Gov. Katie Hobbs signed the so-called “tamale bill" Friday that she vetoed last year, which will expand the types of home-cooked foods in Arizona that can legally be sold to the public.

But the week leading up to the decision were not without drama.

On Thursday, Hobbs declined to comment on what she’ll do with the bill, and the Democrats who supported it last year changed their votes to “no” in the state Senate. 

The bill’s sponsor, Rep. Travis Grantham (R-Gilbert), says he suspects the restaurant groups who opposed it last time are pressuring the governor. 

“I think she’s listening to the same special interests that she listened to last year who caused her to veto the bill,” Grantham said.

Sen. Anna Hernandez (D-Phoenix) proposed a late amendment to the bill that wasn’t added. It would have lessened the penalty for violating the law. 

“And that’s all we heard all of last year – that the goal of the food cottage bill was to decriminalize the vendors, and that language that I offered up would have addressed that foundational issue,” she said.

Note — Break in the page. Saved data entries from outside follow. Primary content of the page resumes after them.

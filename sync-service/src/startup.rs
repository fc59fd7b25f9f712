//! Application startup and lifecycle management.

use crate::config::{StoreBackend, SyncServiceConfig};
use crate::handlers;
use crate::import::{MergeWorker, StagingWriter};
use crate::ingest::{RunCoordinator, SyncEngine, SyncPolicy};
use crate::services::auth::{ApiKeyVerifier, DisabledVerifier, RequestVerifier};
use crate::services::metrics::init_metrics;
use crate::services::payment_api::{PaymentApiClient, TransactionSource};
use crate::services::store::{Database, MemoryStore, Store};
use crate::workers::{ContinuationQueue, MergeSupervisor};
use axum::{
    extract::DefaultBodyLimit,
    middleware,
    routing::{get, post, put},
    Router,
};
use service_core::error::AppError;
use service_core::middleware::metrics::metrics_middleware;
use service_core::middleware::tracing::request_id_middleware;
use std::net::SocketAddr;
use std::sync::Arc;
use std::time::Duration;
use tokio::net::TcpListener;
use tower_http::trace::TraceLayer;

/// How long shutdown waits for in-flight invocations and merges.
const SHUTDOWN_GRACE: Duration = Duration::from_secs(30);

/// Shared application state.
#[derive(Clone)]
pub struct AppState {
    pub config: SyncServiceConfig,
    pub store: Arc<dyn Store>,
    pub coordinator: Arc<RunCoordinator>,
    pub engine: Arc<SyncEngine>,
    pub continuation: Arc<ContinuationQueue>,
    pub staging: Arc<StagingWriter>,
    pub merges: Arc<MergeSupervisor>,
    pub verifier: Arc<dyn RequestVerifier>,
}

/// Stops background work once the HTTP server is gone.
#[derive(Clone)]
pub struct ShutdownHandle {
    continuation: Arc<ContinuationQueue>,
    merges: Arc<MergeSupervisor>,
}

impl ShutdownHandle {
    pub async fn shutdown(&self) {
        self.continuation.shutdown(SHUTDOWN_GRACE).await;
        self.merges.shutdown(SHUTDOWN_GRACE).await;
    }
}

/// Application container for managing server lifecycle.
pub struct Application {
    http_port: u16,
    http_listener: TcpListener,
    state: AppState,
}

impl Application {
    /// Build the application with the given configuration.
    pub async fn build(config: SyncServiceConfig) -> Result<Self, AppError> {
        Self::build_internal(config, true).await
    }

    /// Build the application without running migrations.
    /// Use this in tests when migrations are already applied by the test harness.
    pub async fn build_without_migrations(config: SyncServiceConfig) -> Result<Self, AppError> {
        Self::build_internal(config, false).await
    }

    async fn build_internal(
        config: SyncServiceConfig,
        run_migrations: bool,
    ) -> Result<Self, AppError> {
        init_metrics();

        let store = connect_store(&config, run_migrations).await?;

        let client = PaymentApiClient::new(config.payment_api.clone()).map_err(|e| {
            tracing::error!(error = %e, "Failed to create payment API client");
            e
        })?;

        Self::build_with(config, store, Arc::new(client)).await
    }

    /// Assemble the application around an existing store and transaction
    /// source.
    pub async fn build_with(
        config: SyncServiceConfig,
        store: Arc<dyn Store>,
        source: Arc<dyn TransactionSource>,
    ) -> Result<Self, AppError> {
        init_metrics();

        let policy = SyncPolicy::from_config(&config);
        let coordinator = Arc::new(RunCoordinator::new(store.clone(), policy));
        let engine = Arc::new(SyncEngine::new(store.clone(), source, coordinator.clone()));
        let continuation = Arc::new(ContinuationQueue::new(
            config.workers.clone(),
            store.clone(),
            coordinator.clone(),
        ));
        let staging = Arc::new(StagingWriter::new(
            store.clone(),
            config.import.staging_batch_size,
        ));
        let merges = Arc::new(MergeSupervisor::new(
            store.clone(),
            MergeWorker::new(
                store.clone(),
                config.import.merge_page_size,
                Duration::from_secs(config.import.merge_retry_max_elapsed_secs),
            ),
        ));

        let verifier: Arc<dyn RequestVerifier> = if config.auth.api_keys.is_empty() {
            tracing::warn!("No API keys configured - request verification disabled");
            Arc::new(DisabledVerifier)
        } else {
            Arc::new(ApiKeyVerifier::new(config.auth.api_keys.clone()))
        };

        let state = AppState {
            config: config.clone(),
            store,
            coordinator,
            engine,
            continuation,
            staging,
            merges,
            verifier,
        };

        let http_addr = SocketAddr::from(([0, 0, 0, 0], config.common.port));
        let http_listener = TcpListener::bind(http_addr).await.map_err(|e| {
            tracing::error!(error = %e, addr = %http_addr, "Failed to bind HTTP listener");
            AppError::from(e)
        })?;
        let http_port = http_listener.local_addr()?.port();

        tracing::info!(http_port = http_port, "Sync service listener bound");

        Ok(Self {
            http_port,
            http_listener,
            state,
        })
    }

    /// Get the HTTP port the server is listening on.
    pub fn http_port(&self) -> u16 {
        self.http_port
    }

    pub fn shutdown_handle(&self) -> ShutdownHandle {
        ShutdownHandle {
            continuation: self.state.continuation.clone(),
            merges: self.state.merges.clone(),
        }
    }

    /// Start background workers, recover unfinished work and serve HTTP
    /// until stopped.
    pub async fn run_until_stopped(self) -> std::io::Result<()> {
        let state = self.state;

        state
            .continuation
            .start(state.engine.clone())
            .await;
        if let Err(e) = state.continuation.recover().await {
            tracing::error!(error = %e, "Failed to recover continuing sync runs");
        }
        if let Err(e) = state.merges.recover().await {
            tracing::error!(error = %e, "Failed to recover unfinished imports");
        }

        let body_limit = state.config.common.body_limit_bytes;
        let router = Router::new()
            .route("/health", get(handlers::health_check))
            .route("/ready", get(handlers::readiness_check))
            .route("/metrics", get(handlers::metrics_handler))
            .route("/sync/:source", post(handlers::trigger_sync))
            .route("/sync/:source/runs/:id", get(handlers::get_run))
            .route("/sync/:source/pause", put(handlers::set_pause))
            .route("/import/csv", post(handlers::import_csv))
            .route("/import/:id", get(handlers::get_import))
            .route("/import/:id/merge", post(handlers::trigger_merge))
            .layer(DefaultBodyLimit::max(body_limit))
            .layer(
                TraceLayer::new_for_http().make_span_with(|request: &axum::http::Request<_>| {
                    let request_id = request
                        .headers()
                        .get("x-request-id")
                        .and_then(|value| value.to_str().ok())
                        .unwrap_or("-");

                    tracing::info_span!(
                        "http_request",
                        request_id = %request_id,
                        method = %request.method(),
                        uri = %request.uri(),
                        caller = tracing::field::Empty,
                    )
                }),
            )
            .layer(middleware::from_fn(metrics_middleware))
            .layer(middleware::from_fn(request_id_middleware))
            .with_state(state);

        tracing::info!(
            service = "sync-service",
            version = env!("CARGO_PKG_VERSION"),
            http_port = self.http_port,
            "Service ready to accept connections"
        );

        axum::serve(self.http_listener, router).await.map_err(|e| {
            tracing::error!(error = %e, "HTTP server error");
            std::io::Error::other(format!("HTTP server error: {}", e))
        })
    }
}

async fn connect_store(
    config: &SyncServiceConfig,
    run_migrations: bool,
) -> Result<Arc<dyn Store>, AppError> {
    match (config.store.backend, &config.store.database) {
        (StoreBackend::Memory, _) => {
            tracing::warn!("Using in-memory store - state is lost on restart");
            Ok(Arc::new(MemoryStore::new()))
        }
        (StoreBackend::Postgres, Some(database)) => {
            let db = Database::new(
                &database.url,
                database.max_connections,
                database.min_connections,
            )
            .await
            .map_err(|e| {
                tracing::error!(error = %e, "Failed to connect to PostgreSQL");
                e
            })?;

            if run_migrations {
                db.run_migrations().await.map_err(|e| {
                    tracing::error!(error = %e, "Failed to run migrations");
                    e
                })?;
            }
            Ok(Arc::new(db))
        }
        (StoreBackend::Postgres, None) => Err(AppError::ConfigError(anyhow::anyhow!(
            "Postgres store selected without database settings"
        ))),
    }
}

Grantham says that amendment was never brought to him and was almost like “a terrorist attack.” 

He added that it would be a “ridiculous” reason for the bill to die, since he’s worked to address Hobbs’ concerns from last time.

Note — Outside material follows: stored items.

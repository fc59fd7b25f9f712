pub mod csv_fields;
pub mod merge;
pub mod staging;

pub use csv_fields::CsvSourceType;
pub use merge::{MergeReport, MergeWorker};
pub use staging::{StageReport, StageRequest, StagingWriter};
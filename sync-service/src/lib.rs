//! sync-service: checkpointed payment API synchronization and staged CSV
//! imports.
pub mod config;
pub mod dtos;
pub mod handlers;
pub mod import;
pub mod ingest;
pub mod models;
pub mod services;
pub mod startup;
pub mod workers;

“Many of the items that were of concern last year, that were listed as a reason for veto, were addressed in this bill,”  Grantham told a legislative committee earlier this year.

At a press conference on Thursday, reporters asked Hobbs three times about what she’ll do with the bill that’s now on her desk. Each time she declined to say. 

Last year, the tamale bill passed the Legislature with overwhelming bipartisan support and Hobbs' veto came as a surprise. 

She found herself in hot wateras Democrats and Republicans alike criticized the move and questioned why she hadn’t raised any concerns about the bill at any point in the legislative process.

Grantham said he still thinks Hobbs will sign the bill, despite the fact that all but one of the Senate Democrats voted against it, and it behooves her to curry favor with them.

Hernandez said she wishes her amendment was added but she still supports the underlying bill.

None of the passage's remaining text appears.